When Sports Meet Science
Human beings are capable of doing amazing things through sports. Look at sprinters running through the field or baseballs flying into the catcher's glove. The precision and power they show seem like magic. Whatever we do on earth, however, is governed by the rules of nature. In fact, science can explain a lot about the magic in sports.
The problem for humans is that the harder they hit the ground, the more time they spend in the air, which makes their steps longer but reduces the number of steps they can take. Therefore, maximum running speed is attained when the combination of force applied to the ground and stride frequency is optimal.
Unfortunately, this combination also depends on the runner's size, leg length, and other factors that vary among individuals. Many experts predict, however, that a human being could probably run the 100-meter sprint in just over nine seconds. Maybe future technology will help runners run even faster than they do today.
How Fast Can a Human Run 100 Meters?
Usain Bolt, the Jamaican sprinter, broke the world record for the 100-meter sprint in 2009, clocking a time of 9.58 seconds. Animals like the adult cheetah can run 100 meters in about six seconds. So what is the limit to how fast a human can run 100 meters?
Sports scientists say that sprinters' speed is influenced by how hard they hit the ground with their feet and by how many steps they take. Cheetahs do not hit the ground as hard as humans, but they can take twice as many steps as we do. This is why they can run fast.
Why Do Curlers Sweep the Ice?
"Hurry! Hurry up!" Two people with brooms furiously sweep the ice in front of a rock that slides across a sheet of ice. "Whoa!" The sweepers stop as the rock settles into the house. "Nice job!" All four players bump fists indicating success. Have you guessed the sport? It's called curling.
One might expect that a curling stone sliding across the ice would continue in a straight line according to Newton's first law of motion. However, the stone will begin to curl when it loses its speed even though it is three or four times as heavy as a bowling ball. This is why players have to direct the stone's path carefully, and they do this by sweeping.
By rubbing the ice with the broom, the sweepers are generating heat to reduce friction between the stone and the ice. This results in the stone going straighter and farther. If the sweepers stop, the stone begins to curl again. Although the house—the area where the curlers aim the stone—is often blocked by an opponent's stone, curling teams can actually guide one stone behind another, which is one of the major strategic elements to the game. The precision with which the team can control the direction and speed of the stone is a major factor in the strategy of the game.
The heat generated by the sweeping melts the ice, which reduces friction. Reduced friction helps the stone move farther.
Why Does a Baseball Have Stitches?
The batter swings and hits a foul ball into the stands. You reach up with your glove and catch it as other spectators clap and cheer. You look at the baseball with its smooth leather covering and bright red stitches. Do the stitches serve a purpose other than to keep the leather covering over the ball?

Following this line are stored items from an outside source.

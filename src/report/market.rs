//! Daily market snapshots and week-over-week price change

use chrono::{NaiveDate, TimeZone, Utc};
use serde::{Deserialize, Serialize};
use std::collections::HashMap;
use std::fs;
use std::path::{Path, PathBuf};
use tracing::info;

use crate::coindcx::Ticker;
use crate::error::Result;

/// Quote currencies left out of snapshots
pub const REMOVED_CURRENCIES: [&str; 10] = [
    "INR", "BNB", "ETH", "USDC", "BUSD", "TUSD", "TRX", "DAI", "XRP", "INR_insta",
];

#[derive(Debug, Clone, PartialEq, Serialize, Deserialize)]
pub struct MarketRow {
    pub market: String,
    pub last_price: f64,
    pub bid: Option<f64>,
    pub ask: Option<f64>,
    pub volume: Option<f64>,
    pub high: Option<f64>,
    pub low: Option<f64>,
    pub timestamp: String,
}

impl MarketRow {
    fn from_ticker(ticker: &Ticker) -> Option<Self> {
        let timestamp = Utc
            .timestamp_opt(ticker.timestamp, 0)
            .single()
            .map(|t| t.format("%Y-%m-%d %H:%M:%S").to_string())
            .unwrap_or_default();
        Some(MarketRow {
            market: ticker.market.clone(),
            last_price: ticker.last_price_f64()?,
            bid: ticker.bid_f64(),
            ask: ticker.ask_f64(),
            volume: ticker.volume_f64(),
            high: ticker.high.as_deref().and_then(|v| v.parse().ok()),
            low: ticker.low.as_deref().and_then(|v| v.parse().ok()),
            timestamp,
        })
    }
}

/// Whether `market` survives the snapshot filter
pub fn is_tracked(market: &str, extra_removed: &[String]) -> bool {
    if market.contains("insta") {
        return false;
    }
    !REMOVED_CURRENCIES
        .iter()
        .copied()
        .chain(extra_removed.iter().map(String::as_str))
        .any(|currency| market.ends_with(currency))
}

/// Filter and sort tickers into snapshot rows
pub fn market_rows(tickers: &[Ticker], extra_removed: &[String]) -> Vec<MarketRow> {
    let mut rows: Vec<MarketRow> = tickers
        .iter()
        .filter(|t| is_tracked(&t.market, extra_removed))
        .filter_map(MarketRow::from_ticker)
        .collect();
    rows.sort_by(|a, b| a.market.cmp(&b.market));
    rows
}

pub fn snapshot_file_name(date: NaiveDate) -> String {
    format!("{}_market_data.csv", date.format("%Y-%m-%d"))
}

/// Write `{date}_market_data.csv` into `dir`
pub fn write_snapshot(dir: &Path, date: NaiveDate, rows: &[MarketRow]) -> Result<PathBuf> {
    fs::create_dir_all(dir)?;
    let path = dir.join(snapshot_file_name(date));
    let mut wtr = csv::Writer::from_path(&path)?;
    for row in rows {
        wtr.serialize(row)?;
    }
    wtr.flush()?;
    info!("Wrote {} markets to {}", rows.len(), path.display());
    Ok(path)
}

pub fn read_snapshot(path: &Path) -> Result<Vec<MarketRow>> {
    let mut reader = csv::Reader::from_path(path)?;
    let mut rows = Vec::new();
    for row in reader.deserialize() {
        rows.push(row?);
    }
    Ok(rows)
}

/// Snapshot file in `dir` for `date`, if one was written
pub fn find_snapshot(dir: &Path, date: NaiveDate) -> Result<Option<PathBuf>> {
    let prefix = date.format("%Y-%m-%d").to_string();
    for entry in fs::read_dir(dir)? {
        let path = entry?.path();
        let matches = path
            .file_name()
            .and_then(|n| n.to_str())
            .map(|n| n.starts_with(&prefix) && n.ends_with(".csv"))
            .unwrap_or(false);
        if matches {
            return Ok(Some(path));
        }
    }
    Ok(None)
}

/// Whole weeks between two dates
pub fn week_number(initial: NaiveDate, current: NaiveDate) -> i64 {
    (current - initial).num_days().div_euclid(7)
}

#[derive(Debug, Clone, PartialEq)]
pub struct WeekChange {
    pub market: String,
    pub initial_price: f64,
    pub current_price: f64,
    /// Percent change rounded to two decimals
    pub change_percent: f64,
}

/// Price change of every initial market still present in `latest`
pub fn week_change(initial: &[MarketRow], latest: &[MarketRow]) -> Vec<WeekChange> {
    let current: HashMap<&str, f64> = latest
        .iter()
        .map(|r| (r.market.as_str(), r.last_price))
        .collect();

    initial
        .iter()
        .filter(|r| r.last_price != 0.0)
        .filter_map(|r| {
            let current_price = *current.get(r.market.as_str())?;
            let change = (current_price - r.last_price) / r.last_price * 100.0;
            Some(WeekChange {
                market: r.market.clone(),
                initial_price: r.last_price,
                current_price,
                change_percent: (change * 100.0).round() / 100.0,
            })
        })
        .collect()
}

/// Write `week_{n}_change.csv` into `dir`
pub fn write_week_change(dir: &Path, week: i64, changes: &[WeekChange]) -> Result<PathBuf> {
    fs::create_dir_all(dir)?;
    let path = dir.join(format!("week_{}_change.csv", week));
    let mut wtr = csv::Writer::from_path(&path)?;
    wtr.write_record([
        "market".to_string(),
        format!("Week {} Price", week),
        format!("Week {} Current Price", week),
        format!("Week {} Change", week),
    ])?;
    for c in changes {
        wtr.write_record([
            c.market.clone(),
            c.initial_price.to_string(),
            c.current_price.to_string(),
            format!("{} %", c.change_percent),
        ])?;
    }
    wtr.flush()?;
    info!("Wrote week {} change for {} markets to {}", week, changes.len(), path.display());
    Ok(path)
}

#[cfg(test)]
mod tests {
    use super::*;
    use tempfile::tempdir;

    fn ticker(market: &str, price: &str) -> Ticker {
        serde_json::from_value(serde_json::json!({
            "market": market,
            "last_price": price,
            "bid": price,
            "ask": price,
            "volume": "10",
            "timestamp": 1_700_000_000i64,
            "high": "2",
            "low": "1"
        }))
        .unwrap()
    }

    fn row(market: &str, price: f64) -> MarketRow {
        MarketRow {
            market: market.to_string(),
            last_price: price,
            bid: None,
            ask: None,
            volume: None,
            high: None,
            low: None,
            timestamp: String::new(),
        }
    }

    #[test]
    fn test_filter_and_sort() {
        let tickers = vec![
            ticker("SOLUSDT", "20"),
            ticker("BTCINR", "3000000"),
            ticker("ADAUSDT", "0.3"),
            ticker("BTCETH", "18"),
            ticker("BTCUSDT_insta", "43000"),
            ticker("LINKBTC", "0.0003"),
        ];
        let rows = market_rows(&tickers, &["BTC".to_string()]);
        let markets: Vec<&str> = rows.iter().map(|r| r.market.as_str()).collect();
        assert_eq!(markets, vec!["ADAUSDT", "SOLUSDT"]);
        assert_eq!(rows[0].high, Some(2.0));
    }

    #[test]
    fn test_snapshot_file_round_trip() {
        let dir = tempdir().unwrap();
        let date = NaiveDate::from_ymd_opt(2023, 12, 20).unwrap();
        let rows = market_rows(&[ticker("ADAUSDT", "0.3")], &[]);

        let path = write_snapshot(dir.path(), date, &rows).unwrap();
        assert!(path.ends_with("2023-12-20_market_data.csv"));
        assert_eq!(read_snapshot(&path).unwrap(), rows);
        assert_eq!(find_snapshot(dir.path(), date).unwrap(), Some(path));
    }

    #[test]
    fn test_week_number() {
        let start = NaiveDate::from_ymd_opt(2023, 12, 20).unwrap();
        assert_eq!(week_number(start, NaiveDate::from_ymd_opt(2023, 12, 26).unwrap()), 0);
        assert_eq!(week_number(start, NaiveDate::from_ymd_opt(2023, 12, 27).unwrap()), 1);
        assert_eq!(week_number(start, NaiveDate::from_ymd_opt(2024, 1, 17).unwrap()), 4);
    }

    #[test]
    fn test_week_change_arithmetic() {
        let initial = vec![row("ADAUSDT", 0.3), row("SOLUSDT", 20.0), row("GONEUSDT", 1.0)];
        let latest = vec![row("ADAUSDT", 0.33), row("SOLUSDT", 15.0)];

        let changes = week_change(&initial, &latest);
        assert_eq!(changes.len(), 2);
        assert_eq!(changes[0].change_percent, 10.0);
        assert_eq!(changes[1].change_percent, -25.0);
        assert_eq!(changes[1].current_price, 15.0);
    }

    #[test]
    fn test_week_change_file() {
        let dir = tempdir().unwrap();
        let changes = week_change(&[row("SOLUSDT", 20.0)], &[row("SOLUSDT", 25.0)]);
        let path = write_week_change(dir.path(), 3, &changes).unwrap();

        let raw = fs::read_to_string(path).unwrap();
        let mut lines = raw.lines();
        assert_eq!(
            lines.next(),
            Some("market,Week 3 Price,Week 3 Current Price,Week 3 Change")
        );
        assert_eq!(lines.next(), Some("SOLUSDT,20,25,25 %"));
    }
}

A typical baseball has 108 double hand stitches. They serve more than just a decorative function. The stitches on a baseball actually affect the flight of the ball. Without them, a pitcher couldn't throw it as fast or as accurately.
When a round object like a ball is thrown, the front part of the ball hits the air, increasing the air pressure there while the air becomes thinner at the back of the ball, making the air pressure low. This difference in air pressure creates an unwanted effect called "drag" that literally drags the ball backward and slows it down. This is where the stitches come into play.
The stitches more or less scoop the air and direct it inwards towards the back of the ball. This effectively increases the net air pressure at the back of the ball, which reduces the drag. Further, as a baseball is released, the pitcher can put spin on the ball. As the ball spins, the stitches help the ball to fly in the direction the pitcher intends.
Technology Doping
Doping in sports usually involves drugs that players illegally take to gain an unfair advantage in performance. As technology advances, however, doping is done not only with drugs but also with their equipment. That's why the term 'technology doping' was coined, referring to any form of unfair advantage gained from technology by a player or a team.
In the 2008 Olympic swimming competitions, when 23 out of 25 world records were set by those in a particular swim suit, investigations concluded that it was a case of technology doping. Recently, in a 2016 international cycling event, a cyclist from Belgium was accused of technology doping when a small machine was found inside her bike frame that gave her extra power while she pedaled.
A specially designed swim suit or a small device in a bicycle clearly gives an unfair advantage. They only discourage athletes who train day and night to improve their performance. Such attempts should be banned in all sports competitions. In order to preserve and promote the core value of fair competition among players, the governing bodies of various sporting events should seek measures to prevent technology doping from entering into their events. Technology has not been developed as an illegal weapon for gaining an unfair advantage. It is to be used as a tool for progress.